_Data for this task_.
::::::
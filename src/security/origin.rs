//! Origin allow-listing and CORS.
//!
//! Browser callers must come from a configured origin; requests without an
//! `Origin` header (curl, server-to-server) are permitted. Tightening that
//! default would lock out every non-browser integration, so it is kept as
//! an explicit trade-off rather than an oversight.

use axum::http::header::{HeaderValue, CONTENT_TYPE, ORIGIN};
use axum::http::{HeaderMap, Method};
use tower_http::cors::{AllowOrigin, CorsLayer};

use crate::gateway::GatewayError;

/// Reject requests whose `Origin` header is present and not allow-listed.
pub fn check_origin(headers: &HeaderMap, allowed_origins: &[String]) -> Result<(), GatewayError> {
    let Some(origin) = headers.get(ORIGIN) else {
        return Ok(());
    };
    let origin = origin.to_str().unwrap_or_default();
    if allowed_origins.iter().any(|o| o == origin) {
        Ok(())
    } else {
        Err(GatewayError::OriginDenied(origin.to_string()))
    }
}

/// CORS layer for the configured allow-list. Credentials are permitted only
/// because the origin list is explicit, never a wildcard.
pub fn cors_layer(allowed_origins: &[String]) -> CorsLayer {
    let origins: Vec<HeaderValue> = allowed_origins
        .iter()
        .filter_map(|origin| origin.parse().ok())
        .collect();

    CorsLayer::new()
        .allow_origin(AllowOrigin::list(origins))
        .allow_methods([Method::POST, Method::OPTIONS])
        .allow_headers([CONTENT_TYPE])
        .allow_credentials(true)
}

#[cfg(test)]
mod tests {
    use super::*;

    fn allowed() -> Vec<String> {
        vec!["http://localhost:5173".to_string()]
    }

    #[test]
    fn missing_origin_is_permitted() {
        let headers = HeaderMap::new();
        assert!(check_origin(&headers, &allowed()).is_ok());
    }

    #[test]
    fn allow_listed_origin_is_permitted() {
        let mut headers = HeaderMap::new();
        headers.insert(ORIGIN, "http://localhost:5173".parse().unwrap());
        assert!(check_origin(&headers, &allowed()).is_ok());
    }

    #[test]
    fn unknown_origin_is_rejected() {
        let mut headers = HeaderMap::new();
        headers.insert(ORIGIN, "https://evil.example".parse().unwrap());
        assert!(matches!(
            check_origin(&headers, &allowed()),
            Err(GatewayError::OriginDenied(_))
        ));
    }
}
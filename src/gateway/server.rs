//! HTTP server setup and configuration.
//!
//! # Responsibilities
//! - Create the Axum router with the enabled proxy routes
//! - Wire up middleware (CORS, tracing, limits, request ID, timeout)
//! - Bind server to listener and serve with graceful shutdown

use std::net::SocketAddr;
use std::sync::Arc;
use std::time::Duration;

use axum::routing::{get, post};
use axum::Router;
use tokio::net::TcpListener;
use tokio::sync::broadcast;
use tower::ServiceBuilder;
use tower_http::limit::RequestBodyLimitLayer;
use tower_http::request_id::{MakeRequestUuid, PropagateRequestIdLayer, SetRequestIdLayer};
use tower_http::timeout::TimeoutLayer;
use tower_http::trace::TraceLayer;

use crate::audit::AuditSink;
use crate::config::{ConfigError, GatewayConfig};
use crate::downstream::DownstreamClient;
use crate::gateway::handlers;
use crate::gateway::Route;
use crate::secrets::SecretVault;
use crate::security::origin::cors_layer;
use crate::security::RateLimiter;

/// Application state injected into handlers.
#[derive(Clone)]
pub struct AppState {
    pub config: Arc<GatewayConfig>,
    pub vault: Arc<SecretVault>,
    pub limiter: Arc<RateLimiter>,
    pub downstream: Arc<DownstreamClient>,
    pub audit: Arc<AuditSink>,
}

/// HTTP server for the proxy gateway.
pub struct GatewayServer {
    router: Router,
    config: GatewayConfig,
}

impl GatewayServer {
    /// Create a new server from validated config and a resolved vault.
    pub fn new(config: GatewayConfig, vault: SecretVault) -> Result<Self, ConfigError> {
        let downstream = DownstreamClient::new(&config)?;

        let state = AppState {
            config: Arc::new(config.clone()),
            vault: Arc::new(vault),
            limiter: Arc::new(RateLimiter::new()),
            downstream: Arc::new(downstream),
            audit: Arc::new(AuditSink::new(config.audit.max_body_bytes)),
        };

        let router = Self::build_router(&config, state);
        Ok(Self { router, config })
    }

    /// Build the Axum router with all middleware layers. Disabled routes
    /// are simply not mounted and answer 404.
    fn build_router(config: &GatewayConfig, state: AppState) -> Router {
        let mut router = Router::new().route("/health", get(handlers::health));

        if config.captcha.enabled {
            router = router.route(Route::Captcha.path(), post(handlers::recaptcha_proxy));
        }
        if config.subscribe.enabled {
            router = router.route(Route::Subscribe.path(), post(handlers::resend_proxy));
        }
        if config.webhook.enabled {
            router = router.route(Route::Webhook.path(), post(handlers::webhook_proxy));
        }

        // Top layer runs first on the way in: a request gets its id before
        // anything traces it, and the timeout bounds the whole stack.
        router
            .with_state(state)
            .layer(RequestBodyLimitLayer::new(config.listener.max_body_bytes))
            .layer(
                ServiceBuilder::new()
                    .layer(SetRequestIdLayer::x_request_id(MakeRequestUuid))
                    .layer(PropagateRequestIdLayer::x_request_id())
                    .layer(TraceLayer::new_for_http())
                    .layer(cors_layer(&config.cors.allowed_origins))
                    .layer(TimeoutLayer::new(Duration::from_secs(
                        config.timeouts.request_secs,
                    ))),
            )
    }

    /// Run the server, accepting connections on the given listener until
    /// the shutdown signal fires.
    pub async fn run(
        self,
        listener: TcpListener,
        mut shutdown: broadcast::Receiver<()>,
    ) -> Result<(), std::io::Error> {
        let addr = listener.local_addr()?;
        tracing::info!(
            address = %addr,
            captcha = self.config.captcha.enabled,
            subscribe = self.config.subscribe.enabled,
            webhook = self.config.webhook.enabled,
            "Gateway listening"
        );

        let app = self
            .router
            .into_make_service_with_connect_info::<SocketAddr>();

        axum::serve(listener, app)
            .with_graceful_shutdown(async move {
                let _ = shutdown.recv().await;
                tracing::info!("Shutdown signal received");
            })
            .await?;

        tracing::info!("Gateway stopped");
        Ok(())
    }
}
::::::
_Task instructions_.
For the lines above, output exactly those from the line containing "requests without an" through the line containing "pub fn cors_layer(allowed_origins: &[String])", and skip the others.

_Response area_.
//! Browser callers must come from a configured origin; requests without an
//! `Origin` header (curl, server-to-server) are permitted. Tightening that
//! default would lock out every non-browser integration, so it is kept as
//! an explicit trade-off rather than an oversight.

use axum::http::header::{HeaderValue, CONTENT_TYPE, ORIGIN};
use axum::http::{HeaderMap, Method};
use tower_http::cors::{AllowOrigin, CorsLayer};

use crate::gateway::GatewayError;

/// Reject requests whose `Origin` header is present and not allow-listed.
pub fn check_origin(headers: &HeaderMap, allowed_origins: &[String]) -> Result<(), GatewayError> {
    let Some(origin) = headers.get(ORIGIN) else {
        return Ok(());
    };
    let origin = origin.to_str().unwrap_or_default();
    if allowed_origins.iter().any(|o| o == origin) {
        Ok(())
    } else {
        Err(GatewayError::OriginDenied(origin.to_string()))
    }
}

/// CORS layer for the configured allow-list. Credentials are permitted only
/// because the origin list is explicit, never a wildcard.
pub fn cors_layer(allowed_origins: &[String]) -> CorsLayer {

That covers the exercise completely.